══ Data ══

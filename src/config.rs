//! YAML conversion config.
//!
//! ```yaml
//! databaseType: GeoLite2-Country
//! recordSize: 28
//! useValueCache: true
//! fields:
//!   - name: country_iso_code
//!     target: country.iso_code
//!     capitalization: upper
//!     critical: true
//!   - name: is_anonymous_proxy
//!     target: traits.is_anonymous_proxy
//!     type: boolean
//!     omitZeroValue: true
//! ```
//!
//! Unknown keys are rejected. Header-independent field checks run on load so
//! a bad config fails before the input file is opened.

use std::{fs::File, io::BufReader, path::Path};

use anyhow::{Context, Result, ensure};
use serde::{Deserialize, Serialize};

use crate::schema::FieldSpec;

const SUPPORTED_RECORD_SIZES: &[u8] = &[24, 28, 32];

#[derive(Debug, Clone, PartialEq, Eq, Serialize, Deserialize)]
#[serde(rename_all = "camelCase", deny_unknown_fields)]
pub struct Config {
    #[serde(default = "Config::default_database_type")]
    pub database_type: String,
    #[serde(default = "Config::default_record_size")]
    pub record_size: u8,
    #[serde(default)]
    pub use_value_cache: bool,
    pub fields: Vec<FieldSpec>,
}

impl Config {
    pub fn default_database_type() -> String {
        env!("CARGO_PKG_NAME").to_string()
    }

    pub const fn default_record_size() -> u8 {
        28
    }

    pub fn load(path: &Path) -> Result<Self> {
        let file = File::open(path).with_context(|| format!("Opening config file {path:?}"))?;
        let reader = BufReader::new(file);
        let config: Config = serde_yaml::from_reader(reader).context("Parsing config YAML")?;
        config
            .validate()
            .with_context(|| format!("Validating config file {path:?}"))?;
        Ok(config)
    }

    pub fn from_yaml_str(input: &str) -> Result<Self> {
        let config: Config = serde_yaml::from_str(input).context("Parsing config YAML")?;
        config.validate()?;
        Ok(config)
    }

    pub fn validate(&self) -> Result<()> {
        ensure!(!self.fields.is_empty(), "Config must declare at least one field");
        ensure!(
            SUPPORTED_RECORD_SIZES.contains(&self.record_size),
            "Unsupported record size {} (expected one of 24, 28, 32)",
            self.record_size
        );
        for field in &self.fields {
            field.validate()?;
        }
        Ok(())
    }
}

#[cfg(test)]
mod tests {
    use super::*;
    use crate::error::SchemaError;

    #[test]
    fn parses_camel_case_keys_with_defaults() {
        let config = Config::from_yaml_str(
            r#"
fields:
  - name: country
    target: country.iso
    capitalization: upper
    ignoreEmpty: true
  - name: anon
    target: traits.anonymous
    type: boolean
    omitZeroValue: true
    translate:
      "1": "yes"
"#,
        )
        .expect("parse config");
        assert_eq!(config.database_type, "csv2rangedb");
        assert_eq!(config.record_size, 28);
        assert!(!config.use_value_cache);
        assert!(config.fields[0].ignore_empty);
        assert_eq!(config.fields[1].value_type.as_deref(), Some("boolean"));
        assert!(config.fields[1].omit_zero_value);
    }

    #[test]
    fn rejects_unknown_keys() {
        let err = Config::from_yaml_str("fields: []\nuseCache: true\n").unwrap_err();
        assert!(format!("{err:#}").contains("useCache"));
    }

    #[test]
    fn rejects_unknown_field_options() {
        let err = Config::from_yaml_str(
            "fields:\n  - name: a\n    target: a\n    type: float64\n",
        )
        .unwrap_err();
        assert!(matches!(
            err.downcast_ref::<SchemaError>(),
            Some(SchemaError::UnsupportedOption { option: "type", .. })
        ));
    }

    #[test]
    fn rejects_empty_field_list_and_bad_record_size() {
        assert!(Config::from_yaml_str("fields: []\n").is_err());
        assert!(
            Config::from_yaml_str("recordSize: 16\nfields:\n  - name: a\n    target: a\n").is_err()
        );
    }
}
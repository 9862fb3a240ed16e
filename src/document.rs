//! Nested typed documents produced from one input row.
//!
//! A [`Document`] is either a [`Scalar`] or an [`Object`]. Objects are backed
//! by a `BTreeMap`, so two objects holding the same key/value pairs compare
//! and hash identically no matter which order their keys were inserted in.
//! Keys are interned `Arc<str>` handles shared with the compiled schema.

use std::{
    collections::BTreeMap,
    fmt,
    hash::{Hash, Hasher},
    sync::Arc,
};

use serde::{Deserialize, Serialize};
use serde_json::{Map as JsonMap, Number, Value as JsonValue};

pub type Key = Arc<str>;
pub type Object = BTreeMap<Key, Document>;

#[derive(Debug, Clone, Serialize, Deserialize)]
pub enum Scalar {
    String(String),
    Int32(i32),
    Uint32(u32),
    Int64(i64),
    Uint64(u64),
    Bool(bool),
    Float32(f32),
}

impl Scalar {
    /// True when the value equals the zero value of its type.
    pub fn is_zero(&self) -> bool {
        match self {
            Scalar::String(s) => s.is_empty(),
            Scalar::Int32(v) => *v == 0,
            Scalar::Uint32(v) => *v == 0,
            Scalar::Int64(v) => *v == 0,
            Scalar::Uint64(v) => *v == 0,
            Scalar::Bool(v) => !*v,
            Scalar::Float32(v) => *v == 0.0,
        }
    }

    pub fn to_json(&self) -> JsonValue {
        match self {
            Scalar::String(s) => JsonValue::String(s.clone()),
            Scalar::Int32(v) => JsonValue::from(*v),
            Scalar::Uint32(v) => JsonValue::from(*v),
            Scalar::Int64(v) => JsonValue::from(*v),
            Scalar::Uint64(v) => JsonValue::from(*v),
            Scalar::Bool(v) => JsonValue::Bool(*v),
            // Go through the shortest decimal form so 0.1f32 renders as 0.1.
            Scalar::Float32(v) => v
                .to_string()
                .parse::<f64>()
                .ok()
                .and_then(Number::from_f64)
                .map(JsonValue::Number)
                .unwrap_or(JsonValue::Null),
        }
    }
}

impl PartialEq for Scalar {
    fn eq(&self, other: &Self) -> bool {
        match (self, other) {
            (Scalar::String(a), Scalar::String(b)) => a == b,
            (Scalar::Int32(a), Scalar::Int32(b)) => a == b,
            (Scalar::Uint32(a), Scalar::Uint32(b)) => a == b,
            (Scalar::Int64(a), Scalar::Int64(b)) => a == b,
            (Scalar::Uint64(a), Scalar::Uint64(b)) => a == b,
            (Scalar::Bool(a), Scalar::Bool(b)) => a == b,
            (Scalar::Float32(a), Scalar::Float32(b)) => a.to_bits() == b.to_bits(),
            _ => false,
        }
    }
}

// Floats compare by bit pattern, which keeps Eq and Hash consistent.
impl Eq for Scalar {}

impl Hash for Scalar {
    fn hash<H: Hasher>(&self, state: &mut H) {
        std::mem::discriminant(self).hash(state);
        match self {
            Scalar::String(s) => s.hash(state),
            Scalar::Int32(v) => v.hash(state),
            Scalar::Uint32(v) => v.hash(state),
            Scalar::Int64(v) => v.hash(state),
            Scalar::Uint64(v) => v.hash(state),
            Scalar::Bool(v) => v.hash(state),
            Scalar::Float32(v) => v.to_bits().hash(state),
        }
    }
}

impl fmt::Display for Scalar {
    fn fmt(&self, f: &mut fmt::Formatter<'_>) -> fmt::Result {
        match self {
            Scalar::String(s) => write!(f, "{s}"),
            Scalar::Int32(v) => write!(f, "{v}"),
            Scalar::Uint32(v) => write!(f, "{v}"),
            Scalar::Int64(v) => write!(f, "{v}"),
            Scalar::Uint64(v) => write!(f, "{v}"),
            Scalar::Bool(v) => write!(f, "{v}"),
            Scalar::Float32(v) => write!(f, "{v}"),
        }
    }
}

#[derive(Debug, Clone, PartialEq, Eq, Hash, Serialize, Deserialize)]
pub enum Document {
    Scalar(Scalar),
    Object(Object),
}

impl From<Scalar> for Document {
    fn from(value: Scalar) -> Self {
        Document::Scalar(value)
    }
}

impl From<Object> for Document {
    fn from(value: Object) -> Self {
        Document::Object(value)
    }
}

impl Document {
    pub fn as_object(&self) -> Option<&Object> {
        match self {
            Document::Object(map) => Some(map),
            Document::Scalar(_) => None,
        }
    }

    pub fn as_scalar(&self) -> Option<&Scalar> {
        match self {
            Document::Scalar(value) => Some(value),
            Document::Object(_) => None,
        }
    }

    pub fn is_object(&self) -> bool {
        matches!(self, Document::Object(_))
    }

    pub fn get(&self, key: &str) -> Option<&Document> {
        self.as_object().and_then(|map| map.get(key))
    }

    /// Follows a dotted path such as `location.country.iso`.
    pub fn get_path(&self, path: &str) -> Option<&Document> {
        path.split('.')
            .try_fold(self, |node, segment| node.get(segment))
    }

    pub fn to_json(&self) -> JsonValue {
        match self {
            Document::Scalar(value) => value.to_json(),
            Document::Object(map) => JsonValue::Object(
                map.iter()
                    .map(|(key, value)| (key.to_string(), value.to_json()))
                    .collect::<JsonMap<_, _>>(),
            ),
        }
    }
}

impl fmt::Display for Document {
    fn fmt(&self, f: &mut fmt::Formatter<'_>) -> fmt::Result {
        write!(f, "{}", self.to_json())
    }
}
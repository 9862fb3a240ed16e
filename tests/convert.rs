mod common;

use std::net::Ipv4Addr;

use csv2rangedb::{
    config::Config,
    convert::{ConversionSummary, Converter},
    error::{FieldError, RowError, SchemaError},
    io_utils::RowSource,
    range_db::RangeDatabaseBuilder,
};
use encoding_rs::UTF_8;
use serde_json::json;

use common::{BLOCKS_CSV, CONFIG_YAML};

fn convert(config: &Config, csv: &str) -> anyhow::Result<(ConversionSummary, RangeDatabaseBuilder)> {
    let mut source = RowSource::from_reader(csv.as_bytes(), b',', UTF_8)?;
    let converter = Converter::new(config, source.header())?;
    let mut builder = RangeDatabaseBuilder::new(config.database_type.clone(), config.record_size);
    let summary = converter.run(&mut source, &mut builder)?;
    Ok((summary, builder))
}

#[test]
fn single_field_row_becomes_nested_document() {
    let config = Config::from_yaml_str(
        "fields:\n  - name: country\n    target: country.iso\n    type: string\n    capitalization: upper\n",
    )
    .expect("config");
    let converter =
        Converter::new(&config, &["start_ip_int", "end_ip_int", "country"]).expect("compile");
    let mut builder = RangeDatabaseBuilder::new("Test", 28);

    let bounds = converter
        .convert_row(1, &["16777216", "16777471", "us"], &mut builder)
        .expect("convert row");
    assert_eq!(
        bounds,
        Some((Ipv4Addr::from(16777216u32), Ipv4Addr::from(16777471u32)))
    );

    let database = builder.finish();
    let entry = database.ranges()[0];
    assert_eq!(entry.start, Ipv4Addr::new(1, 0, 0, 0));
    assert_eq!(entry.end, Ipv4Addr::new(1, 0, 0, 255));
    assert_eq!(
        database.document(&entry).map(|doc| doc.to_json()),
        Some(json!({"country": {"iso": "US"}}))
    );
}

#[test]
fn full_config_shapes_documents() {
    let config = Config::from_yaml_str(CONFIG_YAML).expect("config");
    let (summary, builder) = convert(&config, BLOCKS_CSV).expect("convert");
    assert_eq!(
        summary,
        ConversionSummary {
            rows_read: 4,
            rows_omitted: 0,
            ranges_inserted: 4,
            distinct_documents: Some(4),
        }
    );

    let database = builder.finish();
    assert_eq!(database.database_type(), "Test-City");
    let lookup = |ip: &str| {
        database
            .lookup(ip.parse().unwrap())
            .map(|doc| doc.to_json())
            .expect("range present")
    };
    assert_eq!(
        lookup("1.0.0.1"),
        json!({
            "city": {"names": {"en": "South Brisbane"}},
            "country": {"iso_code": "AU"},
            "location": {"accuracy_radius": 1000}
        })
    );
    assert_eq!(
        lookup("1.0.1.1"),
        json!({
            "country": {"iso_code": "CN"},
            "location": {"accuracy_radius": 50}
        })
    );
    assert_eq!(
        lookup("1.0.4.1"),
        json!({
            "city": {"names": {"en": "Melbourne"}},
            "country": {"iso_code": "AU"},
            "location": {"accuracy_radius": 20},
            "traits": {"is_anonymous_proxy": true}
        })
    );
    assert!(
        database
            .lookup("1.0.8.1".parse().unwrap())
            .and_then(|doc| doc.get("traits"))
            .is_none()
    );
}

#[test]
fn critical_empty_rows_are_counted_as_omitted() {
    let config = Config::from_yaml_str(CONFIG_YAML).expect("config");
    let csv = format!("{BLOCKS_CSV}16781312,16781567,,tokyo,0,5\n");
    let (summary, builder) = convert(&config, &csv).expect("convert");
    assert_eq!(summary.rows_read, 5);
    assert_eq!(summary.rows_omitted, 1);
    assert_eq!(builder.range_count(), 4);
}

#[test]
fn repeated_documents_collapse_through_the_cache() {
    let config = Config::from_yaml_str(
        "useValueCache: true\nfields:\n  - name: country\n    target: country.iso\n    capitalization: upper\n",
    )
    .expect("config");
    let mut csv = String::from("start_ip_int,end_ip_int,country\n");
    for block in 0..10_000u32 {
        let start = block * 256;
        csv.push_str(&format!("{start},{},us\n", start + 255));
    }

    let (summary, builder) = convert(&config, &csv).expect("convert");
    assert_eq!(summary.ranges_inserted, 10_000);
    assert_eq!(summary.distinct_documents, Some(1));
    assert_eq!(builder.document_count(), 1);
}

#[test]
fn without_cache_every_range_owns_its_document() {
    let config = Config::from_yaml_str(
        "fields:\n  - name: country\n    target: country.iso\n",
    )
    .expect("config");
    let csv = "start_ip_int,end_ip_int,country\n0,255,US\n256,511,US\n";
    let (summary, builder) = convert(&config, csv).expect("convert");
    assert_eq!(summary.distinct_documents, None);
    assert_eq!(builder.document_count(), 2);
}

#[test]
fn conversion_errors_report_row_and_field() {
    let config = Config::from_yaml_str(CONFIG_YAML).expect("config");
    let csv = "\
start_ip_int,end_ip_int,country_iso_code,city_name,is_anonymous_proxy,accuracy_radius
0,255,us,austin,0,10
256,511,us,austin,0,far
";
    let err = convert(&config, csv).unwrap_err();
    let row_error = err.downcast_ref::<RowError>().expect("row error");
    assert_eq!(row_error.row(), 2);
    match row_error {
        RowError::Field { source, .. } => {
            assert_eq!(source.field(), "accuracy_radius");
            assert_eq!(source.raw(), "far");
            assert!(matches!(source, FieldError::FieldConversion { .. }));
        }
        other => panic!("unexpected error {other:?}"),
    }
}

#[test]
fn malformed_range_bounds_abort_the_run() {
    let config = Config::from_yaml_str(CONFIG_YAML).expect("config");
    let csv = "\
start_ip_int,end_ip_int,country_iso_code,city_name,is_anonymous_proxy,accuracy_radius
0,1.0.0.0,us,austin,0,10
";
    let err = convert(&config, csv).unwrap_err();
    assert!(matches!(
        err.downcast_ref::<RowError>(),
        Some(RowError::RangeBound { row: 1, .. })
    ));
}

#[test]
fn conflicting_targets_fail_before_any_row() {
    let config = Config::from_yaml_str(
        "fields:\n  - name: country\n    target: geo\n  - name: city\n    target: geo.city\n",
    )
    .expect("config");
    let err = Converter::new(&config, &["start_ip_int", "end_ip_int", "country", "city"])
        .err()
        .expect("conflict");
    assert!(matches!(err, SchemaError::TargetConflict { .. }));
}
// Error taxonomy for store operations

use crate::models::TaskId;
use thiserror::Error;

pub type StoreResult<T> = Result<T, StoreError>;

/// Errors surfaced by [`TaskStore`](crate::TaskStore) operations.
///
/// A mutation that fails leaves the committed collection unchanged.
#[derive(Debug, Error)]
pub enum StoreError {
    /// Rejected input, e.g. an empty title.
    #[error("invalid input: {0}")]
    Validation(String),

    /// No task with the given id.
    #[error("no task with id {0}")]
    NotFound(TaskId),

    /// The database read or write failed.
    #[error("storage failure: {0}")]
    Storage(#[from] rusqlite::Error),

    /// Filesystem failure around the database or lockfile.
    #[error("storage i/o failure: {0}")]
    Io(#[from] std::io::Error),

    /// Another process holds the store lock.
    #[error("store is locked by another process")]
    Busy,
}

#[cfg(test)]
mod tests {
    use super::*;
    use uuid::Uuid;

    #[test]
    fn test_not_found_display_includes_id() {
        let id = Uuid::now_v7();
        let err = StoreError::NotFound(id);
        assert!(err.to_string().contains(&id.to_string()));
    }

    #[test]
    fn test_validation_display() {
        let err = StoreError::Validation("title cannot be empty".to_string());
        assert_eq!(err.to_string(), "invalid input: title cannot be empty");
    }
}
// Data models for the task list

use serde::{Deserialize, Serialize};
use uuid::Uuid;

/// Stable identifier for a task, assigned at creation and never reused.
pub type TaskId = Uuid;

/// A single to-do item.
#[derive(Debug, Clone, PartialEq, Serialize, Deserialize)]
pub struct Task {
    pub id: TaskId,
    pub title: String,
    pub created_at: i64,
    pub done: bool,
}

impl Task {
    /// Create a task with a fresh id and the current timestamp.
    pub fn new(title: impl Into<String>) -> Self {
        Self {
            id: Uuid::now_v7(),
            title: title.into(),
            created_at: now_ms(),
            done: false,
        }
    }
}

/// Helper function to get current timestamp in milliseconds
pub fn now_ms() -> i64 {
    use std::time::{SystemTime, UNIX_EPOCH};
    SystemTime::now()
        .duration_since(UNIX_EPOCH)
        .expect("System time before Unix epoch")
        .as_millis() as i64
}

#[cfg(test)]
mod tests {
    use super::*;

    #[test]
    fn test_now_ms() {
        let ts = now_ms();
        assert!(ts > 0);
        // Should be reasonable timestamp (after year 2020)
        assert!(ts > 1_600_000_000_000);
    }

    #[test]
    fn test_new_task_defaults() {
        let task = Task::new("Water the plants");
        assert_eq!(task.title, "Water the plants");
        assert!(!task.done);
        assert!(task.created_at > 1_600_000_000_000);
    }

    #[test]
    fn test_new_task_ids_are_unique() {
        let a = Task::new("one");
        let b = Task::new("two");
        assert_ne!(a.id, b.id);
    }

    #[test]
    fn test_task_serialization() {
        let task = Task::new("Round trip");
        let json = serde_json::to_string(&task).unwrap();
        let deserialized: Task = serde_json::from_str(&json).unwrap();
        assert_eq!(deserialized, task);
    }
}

═══

What you have to do: Please copy every line of the data that carries the string "which".

Response area:
//! and hash identically no matter which order their keys were inserted in.
// Floats compare by bit pattern, which keeps Eq and Hash consistent.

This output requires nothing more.